1. Travel times should assume that you will stop when it gets dark and not resume until it gets light. If you really want to go nuts, there could be a "forced march" option (assuming that there are any times when it actually matters whether it takes you 14 hours or 24 to get from point A. to point B., if there aren't, who cares). This will also mean that you will arrive at your destination DURING THE DAY. Granted, it might be like, 2 minutes from nightfall, in which case, yeah, it makes sense that your party would be fatigued on arrival. But this should be pretty dang rare.
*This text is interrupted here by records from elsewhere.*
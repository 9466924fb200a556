//! obscap Common Utilities
//!
//! Shared infrastructure for all obscap crates:
//! - Error taxonomy (state, config, engine) and result aliases
//! - Recording clock used to time sessions
//! - Tracing/logging initialization
//! - Configuration loading

pub mod clock;
pub mod config;
pub mod error;
pub mod logging;

pub use clock::*;
pub use config::*;
pub use error::*;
Unless you actually had confirmation from the designers then you don't know that some of those walking times had included the time needed for rest. And if a walknig period states 24 even if you rested for 8 or even 10 of those hours fatigue would be a natural side affect from such a long trek. not to mention the magical light sources could turn traveling at night into easy as day.

2. Stores close in towns but in non-town areas everybody apparently stays awake and alert at all hours, just in case someone wanders by in need of a quest or some dialog.

I don't know about you but I don't like the idea of missing quests because the npc will be wandering around. And the only your character would know that is if they watched them for 24 hours straight. Now who's not roleplaying realistically?

3. Day and night last EXACTLY THE SAME LENGTH OF TIME.

3. This is not true anywhere on Earth except for 2 days a year. It can't possibly be that hard to code a variable day length based on the time of year. Also, changing seasons would be really, really, incredibly, awesome. Indescribably awesome, and this is something you could actually do reasonably well with this kind of game setup. I'd suggest having some transition animations (like the day/night cinematic in Baldur's Gate), but that don't just do day/night transitions but also seasonal transitions. Generally when there's a big seasonal transition, there's a change in the weather that results in thunderstorms/rain/snowstorms/a hurricane. I'd be perfectly happy and I think maybe a lot of other people would be, too, if when it comes time for the seasons to change, you get a little popup about it being the "first snow of the year" and then it switches to the snow-covered area version. The more subtle seasonal changes (spring-summer, summer-autumn) could be handled pretty easily with just some palette color swaps on trees and (maybe) grass.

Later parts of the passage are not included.